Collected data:
=== Begin Enclosure ===

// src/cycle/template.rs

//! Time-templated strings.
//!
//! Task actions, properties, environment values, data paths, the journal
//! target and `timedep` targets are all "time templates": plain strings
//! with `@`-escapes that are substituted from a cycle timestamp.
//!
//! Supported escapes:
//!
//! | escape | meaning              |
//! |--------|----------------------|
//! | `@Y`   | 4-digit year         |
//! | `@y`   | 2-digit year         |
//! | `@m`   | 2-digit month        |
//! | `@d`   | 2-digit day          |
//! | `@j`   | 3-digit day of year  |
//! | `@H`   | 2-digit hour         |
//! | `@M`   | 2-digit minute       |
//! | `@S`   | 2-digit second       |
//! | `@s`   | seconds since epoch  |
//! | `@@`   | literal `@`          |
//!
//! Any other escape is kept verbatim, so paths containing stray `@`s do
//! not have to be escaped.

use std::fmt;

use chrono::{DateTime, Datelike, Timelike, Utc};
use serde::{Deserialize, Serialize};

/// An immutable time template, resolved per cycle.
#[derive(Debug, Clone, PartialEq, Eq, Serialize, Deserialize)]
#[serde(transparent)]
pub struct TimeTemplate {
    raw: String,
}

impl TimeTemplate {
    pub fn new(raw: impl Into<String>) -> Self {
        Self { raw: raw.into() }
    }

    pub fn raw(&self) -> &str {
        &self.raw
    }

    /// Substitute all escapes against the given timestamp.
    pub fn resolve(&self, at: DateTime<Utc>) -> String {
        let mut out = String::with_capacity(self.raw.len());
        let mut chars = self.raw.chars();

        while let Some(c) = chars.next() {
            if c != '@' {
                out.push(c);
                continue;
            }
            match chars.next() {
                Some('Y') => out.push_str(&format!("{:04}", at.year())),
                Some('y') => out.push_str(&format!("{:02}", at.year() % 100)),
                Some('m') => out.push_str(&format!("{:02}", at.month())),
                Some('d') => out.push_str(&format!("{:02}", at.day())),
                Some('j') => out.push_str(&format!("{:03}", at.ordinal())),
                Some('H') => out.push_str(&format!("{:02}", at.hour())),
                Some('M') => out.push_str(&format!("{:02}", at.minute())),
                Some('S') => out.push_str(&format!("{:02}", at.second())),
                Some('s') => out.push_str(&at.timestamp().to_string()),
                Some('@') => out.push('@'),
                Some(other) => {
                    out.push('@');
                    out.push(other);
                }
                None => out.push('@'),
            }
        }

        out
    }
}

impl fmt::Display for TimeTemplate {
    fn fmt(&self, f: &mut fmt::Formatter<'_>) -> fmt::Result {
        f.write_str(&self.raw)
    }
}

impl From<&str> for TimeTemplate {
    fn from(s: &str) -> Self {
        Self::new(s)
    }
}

=== End Enclosure ===

▶ WHAT IS BEING ASKED:
Your output must be an exact copy of every entry.

▶ RESPONSE FOR THIS EXERCISE:
// src/cycle/template.rs

//! Time-templated strings.
//!
//! Task actions, properties, environment values, data paths, the journal
//! target and `timedep` targets are all "time templates": plain strings
//! with `@`-escapes that are substituted from a cycle timestamp.
//!
//! Supported escapes:
//!
//! | escape | meaning              |
//! |--------|----------------------|
//! | `@Y`   | 4-digit year         |
//! | `@y`   | 2-digit year         |
//! | `@m`   | 2-digit month        |
//! | `@d`   | 2-digit day          |
//! | `@j`   | 3-digit day of year  |
//! | `@H`   | 2-digit hour         |
//! | `@M`   | 2-digit minute       |
//! | `@S`   | 2-digit second       |
//! | `@s`   | seconds since epoch  |
//! | `@@`   | literal `@`          |
//!
//! Any other escape is kept verbatim, so paths containing stray `@`s do
//! not have to be escaped.

use std::fmt;

use chrono::{DateTime, Datelike, Timelike, Utc};
use serde::{Deserialize, Serialize};

/// An immutable time template, resolved per cycle.
#[derive(Debug, Clone, PartialEq, Eq, Serialize, Deserialize)]
#[serde(transparent)]
pub struct TimeTemplate {
    raw: String,
}

impl TimeTemplate {
    pub fn new(raw: impl Into<String>) -> Self {
        Self { raw: raw.into() }
    }

    pub fn raw(&self) -> &str {
        &self.raw
    }

    /// Substitute all escapes against the given timestamp.
    pub fn resolve(&self, at: DateTime<Utc>) -> String {
        let mut out = String::with_capacity(self.raw.len());
        let mut chars = self.raw.chars();

        while let Some(c) = chars.next() {
            if c != '@' {
                out.push(c);
                continue;
            }
            match chars.next() {
                Some('Y') => out.push_str(&format!("{:04}", at.year())),
                Some('y') => out.push_str(&format!("{:02}", at.year() % 100)),
                Some('m') => out.push_str(&format!("{:02}", at.month())),
                Some('d') => out.push_str(&format!("{:02}", at.day())),
                Some('j') => out.push_str(&format!("{:03}", at.ordinal())),
                Some('H') => out.push_str(&format!("{:02}", at.hour())),
                Some('M') => out.push_str(&format!("{:02}", at.minute())),
                Some('S') => out.push_str(&format!("{:02}", at.second())),
                Some('s') => out.push_str(&at.timestamp().to_string()),
                Some('@') => out.push('@'),
                Some(other) => {
                    out.push('@');
                    out.push(other);
                }
                None => out.push('@'),
            }
        }

        out
    }
}

impl fmt::Display for TimeTemplate {
    fn fmt(&self, f: &mut fmt::Formatter<'_>) -> fmt::Result {
        f.write_str(&self.raw)
    }
}

impl From<&str> for TimeTemplate {
    fn from(s: &str) -> Self {
        Self::new(s)
    }
}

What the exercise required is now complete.